Há quase 50 anos, quando nem mesmo os fotógrafos profissionais sofriam de síndrome de abstinência quando eram separados de suas câmeras por alguns minutos, Susan Sontag escreveu sobre um mundo saturado de imagens. No livro Sobre Fotografia (1977), a ensaísta norte-americana sugere que a vasta coleção de registros fotográficos das principais tragédias do século 20 pode ter servido tanto para despertar consciências quanto para amortecê-las, alterando a forma como as pessoas percebem a realidade: “Fotografias produzem história instantânea, sociologia instantânea, participação instantânea. Mas há um limite para a quantidade de história e de sociologia que alguém consegue consumir. À medida que as fotografias se tornam cada vez mais o resíduo do que está acontecendo, sua realidade se dilui”.
Todos os que acompanham as enchentes no Rio Grande do Sul de longe, do alto ou do seco são, para usar uma expressão de Sontag, “turistas da realidade”. Por mais pungentes que sejam as cenas, apenas apreendemos “a dor dos outros” (outra expressão sontaguiana) até certo ponto. Ainda assim, fotografias e vídeos, amadores e profissionais, têm cumprido a função de capturar a atenção do país e do mundo. E na era da informação, atenção é um recurso escasso e valioso. É possível que essa atenção dure menos tempo do que o necessário para que a vida volte mais ou menos ao normal no Estado, mas esse é um problema para mais tarde.
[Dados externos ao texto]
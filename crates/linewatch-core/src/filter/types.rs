use std::fmt;

use serde::{Serialize, Serializer};

use crate::telemetry::{MachineRecord, StatusTag};

/// Sentinel accepted wherever a facet selection is parsed from text.
pub const ALL: &str = "all";

/// Status facet choices offered to presentation. Closed, unlike the other
/// facets which are derived from the data.
pub const STATUS_FACET_OPTIONS: [&str; 5] = [ALL, "running", "idle", "stopped", "maintenance"];

/// One facet selection: everything, or exactly one value.
#[derive(Debug, Clone, PartialEq, Eq, Hash)]
pub enum FacetValue<T> {
    All,
    Only(T),
}

impl<T> Default for FacetValue<T> {
    fn default() -> Self {
        FacetValue::All
    }
}

impl<T: PartialEq> FacetValue<T> {
    pub fn is_all(&self) -> bool {
        matches!(self, FacetValue::All)
    }

    /// Whether `value` passes this selection.
    pub fn admits(&self, value: &T) -> bool {
        match self {
            FacetValue::All => true,
            FacetValue::Only(selected) => selected == value,
        }
    }
}

impl FacetValue<String> {
    /// Parse a text selection. Only the exact lowercase `"all"` is the
    /// sentinel, so a device, shift or design named `All` stays selectable.
    pub fn parse(text: &str) -> Self {
        if text == ALL {
            FacetValue::All
        } else {
            FacetValue::Only(text.to_string())
        }
    }

    pub fn as_deref(&self) -> Option<&str> {
        match self {
            FacetValue::All => None,
            FacetValue::Only(value) => Some(value.as_str()),
        }
    }
}

impl FacetValue<StatusTag> {
    /// Parse a status selection through the same mapping the normalizer uses,
    /// so `"RUNNING"` selects records normalized to `running`.
    pub fn parse_status(text: &str) -> Self {
        if text.trim().eq_ignore_ascii_case(ALL) {
            FacetValue::All
        } else {
            FacetValue::Only(StatusTag::from_raw(text))
        }
    }
}

impl<T: fmt::Display> fmt::Display for FacetValue<T> {
    fn fmt(&self, f: &mut fmt::Formatter<'_>) -> fmt::Result {
        match self {
            FacetValue::All => f.write_str(ALL),
            FacetValue::Only(value) => value.fmt(f),
        }
    }
}

impl<T: Serialize> Serialize for FacetValue<T> {
    fn serialize<S: Serializer>(&self, serializer: S) -> Result<S::Ok, S::Error> {
        match self {
            FacetValue::All => serializer.serialize_str(ALL),
            FacetValue::Only(value) => value.serialize(serializer),
        }
    }
}

/// Device scope of an ingestion request and of the device facet.
pub type DeviceSelection = FacetValue<String>;

/// The four independent facet selections. Facets combine with AND.
#[derive(Debug, Clone, Default, PartialEq, Eq, Serialize)]
pub struct FilterSpec {
    pub device: DeviceSelection,
    pub shift: FacetValue<String>,
    pub design: FacetValue<String>,
    pub status: FacetValue<StatusTag>,
}

impl FilterSpec {
    pub fn with_device(mut self, device: DeviceSelection) -> Self {
        self.device = device;
        self
    }

    pub fn with_shift(mut self, shift: FacetValue<String>) -> Self {
        self.shift = shift;
        self
    }

    pub fn with_design(mut self, design: FacetValue<String>) -> Self {
        self.design = design;
        self
    }

    pub fn with_status(mut self, status: FacetValue<StatusTag>) -> Self {
        self.status = status;
        self
    }

    /// Exact, case-sensitive match on every facet that is not `All`.
    pub fn matches(&self, record: &MachineRecord) -> bool {
        self.device.admits(&record.device_id)
            && self.shift.admits(&record.shift)
            && self.design.admits(&record.design)
            && self.status.admits(&record.status)
    }
}

/// A filterable dimension of [`MachineRecord`].
#[derive(Debug, Clone, Copy, PartialEq, Eq, Hash)]
pub enum Facet {
    Device,
    Shift,
    Design,
    Status,
}

impl Facet {
    pub fn value_of<'a>(&self, record: &'a MachineRecord) -> &'a str {
        match self {
            Facet::Device => record.device_id.as_str(),
            Facet::Shift => record.shift.as_str(),
            Facet::Design => record.design.as_str(),
            Facet::Status => record.status.as_str(),
        }
    }
}

/// Choices for each facet, derived from the unfiltered snapshot.
#[derive(Debug, Clone, PartialEq, Eq, Serialize)]
pub struct FacetOptions {
    pub devices: Vec<String>,
    pub shifts: Vec<String>,
    pub designs: Vec<String>,
    pub statuses: Vec<String>,
}

impl Default for FacetOptions {
    fn default() -> Self {
        Self {
            devices: Vec::new(),
            shifts: Vec::new(),
            designs: Vec::new(),
            statuses: STATUS_FACET_OPTIONS.iter().map(|s| s.to_string()).collect(),
        }
    }
}

#[cfg(test)]
mod tests {
    use super::*;

    #[test]
    fn test_facet_value_parse_sentinel_is_exact() {
        assert_eq!(FacetValue::parse("all"), FacetValue::All);
        assert_eq!(FacetValue::parse("ALL"), FacetValue::Only("ALL".to_string()));
        assert_eq!(FacetValue::parse("All"), FacetValue::Only("All".to_string()));
        assert_eq!(FacetValue::parse("D1"), FacetValue::Only("D1".to_string()));
    }

    #[test]
    fn test_status_selection_uses_normalized_tag() {
        assert_eq!(
            FacetValue::parse_status("Running"),
            FacetValue::Only(StatusTag::Running)
        );
        assert_eq!(FacetValue::parse_status("all"), FacetValue::All);
    }

    #[test]
    fn test_facet_value_serializes_as_text() {
        let spec = FilterSpec::default().with_status(FacetValue::Only(StatusTag::Idle));
        let json = serde_json::to_value(&spec).unwrap();
        assert_eq!(json["device"], "all");
        assert_eq!(json["status"], "idle");
    }

    #[test]
    fn test_default_status_options() {
        let options = FacetOptions::default();
        assert_eq!(
            options.statuses,
            vec!["all", "running", "idle", "stopped", "maintenance"]
        );
    }
}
Neste momento, precisamos de imagens-síntese, como a do cavalo Caramelo, e também de imagens-denúncia, imagens-consolo, imagens-pedidos de socorro – para que o assunto não saia da pauta tão cedo e para que ninguém imagine que o problema estará resolvido quando as águas finalmente baixarem.
O que distingue as enchentes no Rio Grande do Sul de catástrofes naturais anteriores, no aspecto da iconografia, é o uso massivo, e talvez inédito nessa dimensão, de ferramentas que facilitam a criação de uma realidade visual paralela. Nas últimas semanas, imagens falsas da catástrofe geradas por inteligência artificial ultrapassaram a cota de inundação nas redes sociais. Muitas com a intenção de gerar engajamento e monetização (quanto mais chocante e grotesca a cena, mais compartilhamentos), outras tantas com o objetivo político de criar falsos heróis ou falsos bandidos. Em ambos os casos, é muito fácil ser enganado.
É provável que o Rio Grande do Sul se transforme em exemplo não apenas do que acontece quando a preocupação com as mudanças climáticas é empurrada com a barriga por agentes públicos com outras prioridades, mas também dos riscos de viver em um ambiente em que é quase impossível distinguir o falso do verdadeiro – e ninguém confia em ninguém. Ou seja, dois dos principais problemas do mundo contemporâneo estão em exibição, neste exato instante, em uma única vitrine: a nossa casa.